- [Problem requirements] Reproduce, from the lines below, exactly the stretch that begins at the line containing "a new process" and ends at the line containing "store.save_infra_options(&infra).unwrap();", both included.
*** Working data Section Begins ***
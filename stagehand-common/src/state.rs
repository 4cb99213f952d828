//! Run-scoped state store.
//!
//! Values written by one stage are read by later stages, possibly in a
//! later process invocation of the same run. Each entry is one JSON file
//! under `<run dir>/state/`, written atomically so a crash after
//! [`StateStore::save`] returns never leaves a torn entry behind.

use crate::errors::{HarnessError, HarnessResult};
use crate::options::{InfraOptions, KubectlOptions};
use serde::Serialize;
use serde::de::DeserializeOwned;
use std::fs;
use std::io::Write;
use std::path::{Path, PathBuf};
use tracing::debug;
use uuid::Uuid;

const STATE_DIR: &str = "state";
const ENTRY_EXT: &str = "json";

/// Key under which scenarios store their infrastructure option bag.
pub const INFRA_OPTIONS_KEY: &str = "InfraOptions";
/// Key under which scenarios store their cluster access options.
pub const KUBECTL_OPTIONS_KEY: &str = "KubectlOptions";

/// Identifies one logical run; all of its state lives under `dir`.
#[derive(Debug, Clone, PartialEq, Eq)]
pub struct RunContext {
    scenario: String,
    dir: PathBuf,
}

impl RunContext {
    /// Run context for `scenario`, filed under `state_root/<scenario>`.
    pub fn new(state_root: impl AsRef<Path>, scenario: impl Into<String>) -> Self {
        let scenario = scenario.into();
        let dir = state_root.as_ref().join(&scenario);
        Self { scenario, dir }
    }

    pub fn scenario(&self) -> &str {
        &self.scenario
    }

    /// Working directory of the run.
    pub fn dir(&self) -> &Path {
        &self.dir
    }
}

/// Durable key/value storage for one [`RunContext`].
#[derive(Debug, Clone)]
pub struct StateStore {
    run: RunContext,
}

impl StateStore {
    pub fn new(run: RunContext) -> Self {
        Self { run }
    }

    pub fn run(&self) -> &RunContext {
        &self.run
    }

    fn state_dir(&self) -> PathBuf {
        self.run.dir.join(STATE_DIR)
    }

    fn entry_path(&self, key: &str) -> HarnessResult<PathBuf> {
        validate_key(key)?;
        Ok(self.state_dir().join(format!("{key}.{ENTRY_EXT}")))
    }

    /// Serialize `value` under `key`, replacing any previous value.
    pub fn save<T: Serialize + ?Sized>(&self, key: &str, value: &T) -> HarnessResult<()> {
        let path = self.entry_path(key)?;
        let content = serde_json::to_vec_pretty(value)?;
        fs::create_dir_all(self.state_dir())?;
        atomic_write(&path, &content)?;
        debug!(run = %self.run.dir.display(), key, bytes = content.len(), "Saved state entry");
        Ok(())
    }

    /// Load and deserialize the value stored under `key`.
    ///
    /// A missing entry is always [`HarnessError::StateNotFound`].
    pub fn load<T: DeserializeOwned>(&self, key: &str) -> HarnessResult<T> {
        let path = self.entry_path(key)?;
        let content = match fs::read(&path) {
            Ok(content) => content,
            Err(e) if e.kind() == std::io::ErrorKind::NotFound => {
                return Err(HarnessError::StateNotFound {
                    run: self.run.dir.clone(),
                    key: key.to_string(),
                });
            }
            Err(e) => return Err(e.into()),
        };
        let value = serde_json::from_slice(&content)?;
        debug!(run = %self.run.dir.display(), key, "Loaded state entry");
        Ok(value)
    }

    pub fn save_string(&self, key: &str, value: &str) -> HarnessResult<()> {
        self.save(key, value)
    }

    pub fn load_string(&self, key: &str) -> HarnessResult<String> {
        self.load(key)
    }

    pub fn save_infra_options(&self, options: &InfraOptions) -> HarnessResult<()> {
        self.save(INFRA_OPTIONS_KEY, options)
    }

    pub fn load_infra_options(&self) -> HarnessResult<InfraOptions> {
        self.load(INFRA_OPTIONS_KEY)
    }

    pub fn save_kubectl_options(&self, options: &KubectlOptions) -> HarnessResult<()> {
        self.save(KUBECTL_OPTIONS_KEY, options)
    }

    pub fn load_kubectl_options(&self) -> HarnessResult<KubectlOptions> {
        self.load(KUBECTL_OPTIONS_KEY)
    }

    /// Whether an entry exists for `key`.
    pub fn contains(&self, key: &str) -> HarnessResult<bool> {
        Ok(self.entry_path(key)?.is_file())
    }

    /// Keys with a stored entry, sorted.
    pub fn keys(&self) -> HarnessResult<Vec<String>> {
        let dir = self.state_dir();
        if !dir.is_dir() {
            return Ok(Vec::new());
        }
        let mut keys = Vec::new();
        for entry in fs::read_dir(&dir)? {
            let path = entry?.path();
            if path.extension().and_then(|e| e.to_str()) != Some(ENTRY_EXT) {
                continue;
            }
            if let Some(stem) = path.file_stem().and_then(|s| s.to_str())
                && validate_key(stem).is_ok()
            {
                keys.push(stem.to_string());
            }
        }
        keys.sort();
        Ok(keys)
    }

    /// Remove one entry. Removing a missing entry is not an error.
    pub fn remove(&self, key: &str) -> HarnessResult<()> {
        let path = self.entry_path(key)?;
        match fs::remove_file(&path) {
            Ok(()) => Ok(()),
            Err(e) if e.kind() == std::io::ErrorKind::NotFound => Ok(()),
            Err(e) => Err(e.into()),
        }
    }

    /// Delete the whole run directory, state and report included.
    pub fn clear(&self) -> HarnessResult<()> {
        match fs::remove_dir_all(&self.run.dir) {
            Ok(()) => {
                debug!(run = %self.run.dir.display(), "Cleared run directory");
                Ok(())
            }
            Err(e) if e.kind() == std::io::ErrorKind::NotFound => Ok(()),
            Err(e) => Err(e.into()),
        }
    }
}

/// Keys become file names, so only a conservative character set is allowed.
fn validate_key(key: &str) -> HarnessResult<()> {
    let valid = !key.is_empty()
        && !key.starts_with('.')
        && key
            .chars()
            .all(|c| c.is_ascii_alphanumeric() || matches!(c, '_' | '-' | '.'));
    if valid {
        Ok(())
    } else {
        Err(HarnessError::InvalidStateKey(key.to_string()))
    }
}

/// Writes content to a file atomically using a temporary file.
pub(crate) fn atomic_write(path: &Path, content: &[u8]) -> HarnessResult<()> {
    let parent = match path.parent() {
        Some(p) if !p.as_os_str().is_empty() => p,
        _ => Path::new("."),
    };
    let temp_path = parent.join(format!(".{}.tmp", Uuid::new_v4()));

    let mut file = fs::File::create(&temp_path)?;
    file.write_all(content)?;
    file.sync_all()?;
    drop(file);

    if let Err(e) = fs::rename(&temp_path, path) {
        let _ = fs::remove_file(&temp_path);
        return Err(e.into());
    }
    sync_dir(parent)
}

/// Flush directory metadata so a completed rename survives a crash.
#[cfg(unix)]
fn sync_dir(dir: &Path) -> HarnessResult<()> {
    fs::File::open(dir)?.sync_all()?;
    Ok(())
}

// Directories cannot be opened as files here; the rename is as durable as
// the platform makes it.
#[cfg(not(unix))]
fn sync_dir(_dir: &Path) -> HarnessResult<()> {
    Ok(())
}

#[cfg(test)]
mod tests {
    use super::*;
    use serde::Deserialize;
    use tempfile::TempDir;

    fn store(tmp: &TempDir) -> StateStore {
        StateStore::new(RunContext::new(tmp.path(), "TestScenario"))
    }

    #[test]
    fn test_run_context_dir_derives_from_scenario() {
        let ctx = RunContext::new("stages", "TestCloudBuildGitHubGke");
        assert_eq!(ctx.dir(), Path::new("stages/TestCloudBuildGitHubGke"));
        assert_eq!(ctx.scenario(), "TestCloudBuildGitHubGke");
    }

    #[test]
    fn test_string_round_trip() {
        let tmp = TempDir::new().unwrap();
        let store = store(&tmp);
        store.save_string("uniqueID", "a1B2c3").unwrap();
        assert_eq!(store.load_string("uniqueID").unwrap(), "a1B2c3");
    }

    #[test]
    fn test_last_write_wins() {
        let tmp = TempDir::new().unwrap();
        let store = store(&tmp);
        store.save_string("region", "us-east1").unwrap();
        store.save_string("region", "asia-east1").unwrap();
        assert_eq!(store.load_string("region").unwrap(), "asia-east1");
    }

    #[test]
    fn test_missing_key_is_state_not_found() {
        let tmp = TempDir::new().unwrap();
        let err = store(&tmp).load_string("buildID").unwrap_err();
        match err {
            HarnessError::StateNotFound { key, run } => {
                assert_eq!(key, "buildID");
                assert!(run.ends_with("TestScenario"));
            }
            other => panic!("unexpected error: {other:?}"),
        }
    }

    #[test]
    fn test_visible_from_second_store_instance() {
        let tmp = TempDir::new().unwrap();
        store(&tmp).save_string("project", "demo-project").unwrap();
        // a fresh store over the same run context stands in for a new process
        let reopened = StateStore::new(RunContext::new(tmp.path(), "TestScenario"));
        assert_eq!(reopened.load_string("project").unwrap(), "demo-project");
    }

    #[test]
    fn test_runs_are_isolated() {
        let tmp = TempDir::new().unwrap();
        let a = StateStore::new(RunContext::new(tmp.path(), "A"));
        let b = StateStore::new(RunContext::new(tmp.path(), "B"));
        a.save_string("uniqueID", "aaa").unwrap();
        assert!(matches!(
            b.load_string("uniqueID"),
            Err(HarnessError::StateNotFound { .. })
        ));
    }

    #[test]
    fn test_option_bags_round_trip() {
        let tmp = TempDir::new().unwrap();
        let store = store(&tmp);
        let infra = InfraOptions::new("/tmp/examples/cloud-build-github-gke")
            .with_var("cluster_name", "gke-cluster-abc123")
            .with_var(
                "client_tls_subject",
                serde_json::json!({"common_name": "helm", "org": "Gruntwork"}),
            );
        let kubectl = KubectlOptions::new("/tmp/kubeconfig-123");

        store.save_infra_options(&infra).unwrap();
        store.save_kubectl_options(&kubectl).unwrap();

        assert_eq!(store.load_infra_options().unwrap(), infra);
        assert_eq!(store.load_kubectl_options().unwrap(), kubectl);
    }

    #[test]
    fn test_structured_value_round_trip() {
        #[derive(Debug, PartialEq, Serialize, Deserialize)]
        struct Endpoint {
            host: String,
            port: u16,
        }
        let tmp = TempDir::new().unwrap();
        let store = store(&tmp);
        let value = Endpoint {
            host: "10.0.0.1".into(),
            port: 443,
        };
        store.save("endpoint", &value).unwrap();
        assert_eq!(store.load::<Endpoint>("endpoint").unwrap(), value);
    }

    #[test]
    fn test_type_mismatch_is_serialization_error() {
        let tmp = TempDir::new().unwrap();
        let store = store(&tmp);
        store.save_string("count", "three").unwrap();
        assert!(matches!(
            store.load::<u32>("count"),
            Err(HarnessError::Serialization(_))
        ));
    }

    #[test]
    fn test_invalid_keys_rejected() {
        let tmp = TempDir::new().unwrap();
        let store = store(&tmp);
        for key in ["", "../escape", "a/b", ".hidden", "with space"] {
            assert!(
                matches!(store.save_string(key, "x"), Err(HarnessError::InvalidStateKey(_))),
                "key {key:?} should be rejected"
            );
        }
    }

    #[test]
    fn test_keys_contains_remove_clear() {
        let tmp = TempDir::new().unwrap();
        let store = store(&tmp);
        assert!(store.keys().unwrap().is_empty());

        store.save_string("region", "us-east1").unwrap();
        store.save_string("project", "p").unwrap();
        assert_eq!(store.keys().unwrap(), vec!["project", "region"]);
        assert!(store.contains("region").unwrap());

        store.remove("region").unwrap();
        store.remove("region").unwrap();
        assert!(!store.contains("region").unwrap());

        store.clear().unwrap();
        assert!(!store.run().dir().exists());
        store.clear().unwrap();
    }

    #[test]
    fn test_no_temp_files_left_behind() {
        let tmp = TempDir::new().unwrap();
        let store = store(&tmp);
        for i in 0..5 {
            store.save_string("counter", &i.to_string()).unwrap();
        }
        let leftovers: Vec<_> = fs::read_dir(store.state_dir())
            .unwrap()
            .filter_map(|e| e.ok())
            .filter(|e| e.file_name().to_string_lossy().ends_with(".tmp"))
            .collect();
        assert!(leftovers.is_empty());
    }

    #[test]
    fn test_atomic_write_syncs_into_existing_dir_only() {
        let tmp = TempDir::new().unwrap();
        let path = tmp.path().join("entry.json");
        atomic_write(&path, b"{}").unwrap();
        assert_eq!(fs::read(&path).unwrap(), b"{}");
        sync_dir(tmp.path()).unwrap();

        let missing = tmp.path().join("absent").join("entry.json");
        assert!(atomic_write(&missing, b"{}").is_err());
        assert!(!tmp.path().join("absent").exists());
    }
}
*** Working data Section Ends ***
- [Result of this task]
        // a fresh store over the same run context stands in for a new process
        let reopened = StateStore::new(RunContext::new(tmp.path(), "TestScenario"));
        assert_eq!(reopened.load_string("project").unwrap(), "demo-project");
    }

    #[test]
    fn test_runs_are_isolated() {
        let tmp = TempDir::new().unwrap();
        let a = StateStore::new(RunContext::new(tmp.path(), "A"));
        let b = StateStore::new(RunContext::new(tmp.path(), "B"));
        a.save_string("uniqueID", "aaa").unwrap();
        assert!(matches!(
            b.load_string("uniqueID"),
            Err(HarnessError::StateNotFound { .. })
        ));
    }

    #[test]
    fn test_option_bags_round_trip() {
        let tmp = TempDir::new().unwrap();
        let store = store(&tmp);
        let infra = InfraOptions::new("/tmp/examples/cloud-build-github-gke")
            .with_var("cluster_name", "gke-cluster-abc123")
            .with_var(
                "client_tls_subject",
                serde_json::json!({"common_name": "helm", "org": "Gruntwork"}),
            );
        let kubectl = KubectlOptions::new("/tmp/kubeconfig-123");

        store.save_infra_options(&infra).unwrap();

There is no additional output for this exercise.